//! Enumeration types for pipeline configuration and tool parameters.

use std::fmt;
use std::str::FromStr;

use serde::{Deserialize, Serialize};

/// Output format for tool responses.
#[derive(Debug, Clone, Copy, Default, PartialEq, Eq, Serialize, Deserialize)]
#[serde(rename_all = "lowercase")]
pub enum ResponseFormat {
    /// Human-readable Markdown format.
    #[default]
    Markdown,
    /// Machine-readable JSON format.
    Json,
}

impl ResponseFormat {
    /// Check if this is markdown format.
    #[must_use]
    pub const fn is_markdown(self) -> bool {
        matches!(self, Self::Markdown)
    }

    /// Check if this is JSON format.
    #[must_use]
    pub const fn is_json(self) -> bool {
        matches!(self, Self::Json)
    }
}

impl FromStr for ResponseFormat {
    type Err = String;

    fn from_str(s: &str) -> Result<Self, Self::Err> {
        match s.to_ascii_lowercase().as_str() {
            "markdown" | "md" => Ok(Self::Markdown),
            "json" => Ok(Self::Json),
            other => Err(format!("unknown response format '{other}' (expected markdown or json)")),
        }
    }
}

/// Sort key for the presentation view.
#[derive(Debug, Clone, Copy, Default, PartialEq, Eq, Serialize, Deserialize)]
#[serde(rename_all = "camelCase")]
pub enum SortOption {
    /// Descending relevance score.
    #[default]
    Relevance,
    /// Descending citation count.
    CitationCount,
    /// Descending publication date.
    Date,
}

impl SortOption {
    /// Wire name of the sort key.
    #[must_use]
    pub const fn as_str(self) -> &'static str {
        match self {
            Self::Relevance => "relevance",
            Self::CitationCount => "citationCount",
            Self::Date => "date",
        }
    }
}

impl fmt::Display for SortOption {
    fn fmt(&self, f: &mut fmt::Formatter<'_>) -> fmt::Result {
        f.write_str(self.as_str())
    }
}

impl FromStr for SortOption {
    type Err = String;

    fn from_str(s: &str) -> Result<Self, Self::Err> {
        match s.to_ascii_lowercase().replace(['_', '-'], "").as_str() {
            "relevance" => Ok(Self::Relevance),
            "citationcount" | "citations" => Ok(Self::CitationCount),
            "date" => Ok(Self::Date),
            other => Err(format!(
                "unknown sort option '{other}' (expected relevance, citationCount or date)"
            )),
        }
    }
}

/// Relevance scoring strategy.
#[derive(Debug, Clone, Copy, Default, PartialEq, Eq, Serialize, Deserialize)]
#[serde(rename_all = "lowercase")]
pub enum ScoringMode {
    /// BM25 over the fetched corpus.
    #[default]
    Lexical,
    /// Cosine similarity of embeddings from an external model.
    Semantic,
}

impl FromStr for ScoringMode {
    type Err = String;

    fn from_str(s: &str) -> Result<Self, Self::Err> {
        match s.to_ascii_lowercase().as_str() {
            "lexical" | "bm25" => Ok(Self::Lexical),
            "semantic" | "embedding" => Ok(Self::Semantic),
            other => Err(format!("unknown scoring mode '{other}' (expected lexical or semantic)")),
        }
    }
}

/// External catalog an article was fetched from.
#[derive(Debug, Clone, Copy, PartialEq, Eq, Hash, Serialize, Deserialize)]
#[serde(rename_all = "camelCase")]
pub enum SourceKind {
    Crossref,
    Core,
    Arxiv,
    PapersWithCode,
}

impl SourceKind {
    /// Human-readable source name.
    #[must_use]
    pub const fn name(self) -> &'static str {
        match self {
            Self::Crossref => "Crossref",
            Self::Core => "CORE",
            Self::Arxiv => "arXiv",
            Self::PapersWithCode => "Papers with Code",
        }
    }
}

impl fmt::Display for SourceKind {
    fn fmt(&self, f: &mut fmt::Formatter<'_>) -> fmt::Result {
        f.write_str(self.name())
    }
}

#[cfg(test)]
mod tests {
    use super::*;

    #[test]
    fn test_sort_option_serde_names() {
        assert_eq!(serde_json::to_string(&SortOption::CitationCount).unwrap(), "\"citationCount\"");
        let parsed: SortOption = serde_json::from_str("\"date\"").unwrap();
        assert_eq!(parsed, SortOption::Date);
    }

    #[test]
    fn test_sort_option_from_str() {
        assert_eq!("citation_count".parse::<SortOption>().unwrap(), SortOption::CitationCount);
        assert_eq!("citationCount".parse::<SortOption>().unwrap(), SortOption::CitationCount);
        assert_eq!("Relevance".parse::<SortOption>().unwrap(), SortOption::Relevance);
        assert!("newest".parse::<SortOption>().is_err());
    }

    #[test]
    fn test_scoring_mode_from_str() {
        assert_eq!("bm25".parse::<ScoringMode>().unwrap(), ScoringMode::Lexical);
        assert_eq!("semantic".parse::<ScoringMode>().unwrap(), ScoringMode::Semantic);
        assert!("hybrid".parse::<ScoringMode>().is_err());
    }
}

■ ■ ■ ■ ■ ■ ■

## EXERCISE
Give the listing above again in full, exactly as written.

## EXERCISE ANSWER
//! Enumeration types for pipeline configuration and tool parameters.

use std::fmt;
use std::str::FromStr;

use serde::{Deserialize, Serialize};

/// Output format for tool responses.
#[derive(Debug, Clone, Copy, Default, PartialEq, Eq, Serialize, Deserialize)]
#[serde(rename_all = "lowercase")]
pub enum ResponseFormat {
    /// Human-readable Markdown format.
    #[default]
    Markdown,
    /// Machine-readable JSON format.
    Json,
}

impl ResponseFormat {
    /// Check if this is markdown format.
    #[must_use]
    pub const fn is_markdown(self) -> bool {
        matches!(self, Self::Markdown)
    }

    /// Check if this is JSON format.
    #[must_use]
    pub const fn is_json(self) -> bool {
        matches!(self, Self::Json)
    }
}

impl FromStr for ResponseFormat {
    type Err = String;

    fn from_str(s: &str) -> Result<Self, Self::Err> {
        match s.to_ascii_lowercase().as_str() {
            "markdown" | "md" => Ok(Self::Markdown),
            "json" => Ok(Self::Json),
            other => Err(format!("unknown response format '{other}' (expected markdown or json)")),
        }
    }
}

/// Sort key for the presentation view.
#[derive(Debug, Clone, Copy, Default, PartialEq, Eq, Serialize, Deserialize)]
#[serde(rename_all = "camelCase")]
pub enum SortOption {
    /// Descending relevance score.
    #[default]
    Relevance,
    /// Descending citation count.
    CitationCount,
    /// Descending publication date.
    Date,
}

impl SortOption {
    /// Wire name of the sort key.
    #[must_use]
    pub const fn as_str(self) -> &'static str {
        match self {
            Self::Relevance => "relevance",
            Self::CitationCount => "citationCount",
            Self::Date => "date",
        }
    }
}

impl fmt::Display for SortOption {
    fn fmt(&self, f: &mut fmt::Formatter<'_>) -> fmt::Result {
        f.write_str(self.as_str())
    }
}

impl FromStr for SortOption {
    type Err = String;

    fn from_str(s: &str) -> Result<Self, Self::Err> {
        match s.to_ascii_lowercase().replace(['_', '-'], "").as_str() {
            "relevance" => Ok(Self::Relevance),
            "citationcount" | "citations" => Ok(Self::CitationCount),
            "date" => Ok(Self::Date),
            other => Err(format!(
                "unknown sort option '{other}' (expected relevance, citationCount or date)"
            )),
        }
    }
}

/// Relevance scoring strategy.
#[derive(Debug, Clone, Copy, Default, PartialEq, Eq, Serialize, Deserialize)]
#[serde(rename_all = "lowercase")]
pub enum ScoringMode {
    /// BM25 over the fetched corpus.
    #[default]
    Lexical,
    /// Cosine similarity of embeddings from an external model.
    Semantic,
}

impl FromStr for ScoringMode {
    type Err = String;

    fn from_str(s: &str) -> Result<Self, Self::Err> {
        match s.to_ascii_lowercase().as_str() {
            "lexical" | "bm25" => Ok(Self::Lexical),
            "semantic" | "embedding" => Ok(Self::Semantic),
            other => Err(format!("unknown scoring mode '{other}' (expected lexical or semantic)")),
        }
    }
}

/// External catalog an article was fetched from.
#[derive(Debug, Clone, Copy, PartialEq, Eq, Hash, Serialize, Deserialize)]
#[serde(rename_all = "camelCase")]
pub enum SourceKind {
    Crossref,
    Core,
    Arxiv,
    PapersWithCode,
}

impl SourceKind {
    /// Human-readable source name.
    #[must_use]
    pub const fn name(self) -> &'static str {
        match self {
            Self::Crossref => "Crossref",
            Self::Core => "CORE",
            Self::Arxiv => "arXiv",
            Self::PapersWithCode => "Papers with Code",
        }
    }
}

impl fmt::Display for SourceKind {
    fn fmt(&self, f: &mut fmt::Formatter<'_>) -> fmt::Result {
        f.write_str(self.name())
    }
}

#[cfg(test)]
mod tests {
    use super::*;

    #[test]
    fn test_sort_option_serde_names() {
        assert_eq!(serde_json::to_string(&SortOption::CitationCount).unwrap(), "\"citationCount\"");
        let parsed: SortOption = serde_json::from_str("\"date\"").unwrap();
        assert_eq!(parsed, SortOption::Date);
    }

    #[test]
    fn test_sort_option_from_str() {
        assert_eq!("citation_count".parse::<SortOption>().unwrap(), SortOption::CitationCount);
        assert_eq!("citationCount".parse::<SortOption>().unwrap(), SortOption::CitationCount);
        assert_eq!("Relevance".parse::<SortOption>().unwrap(), SortOption::Relevance);
        assert!("newest".parse::<SortOption>().is_err());
    }

    #[test]
    fn test_scoring_mode_from_str() {
        assert_eq!("bm25".parse::<ScoringMode>().unwrap(), ScoringMode::Lexical);
        assert_eq!("semantic".parse::<ScoringMode>().unwrap(), ScoringMode::Semantic);
        assert!("hybrid".parse::<ScoringMode>().is_err());
    }
}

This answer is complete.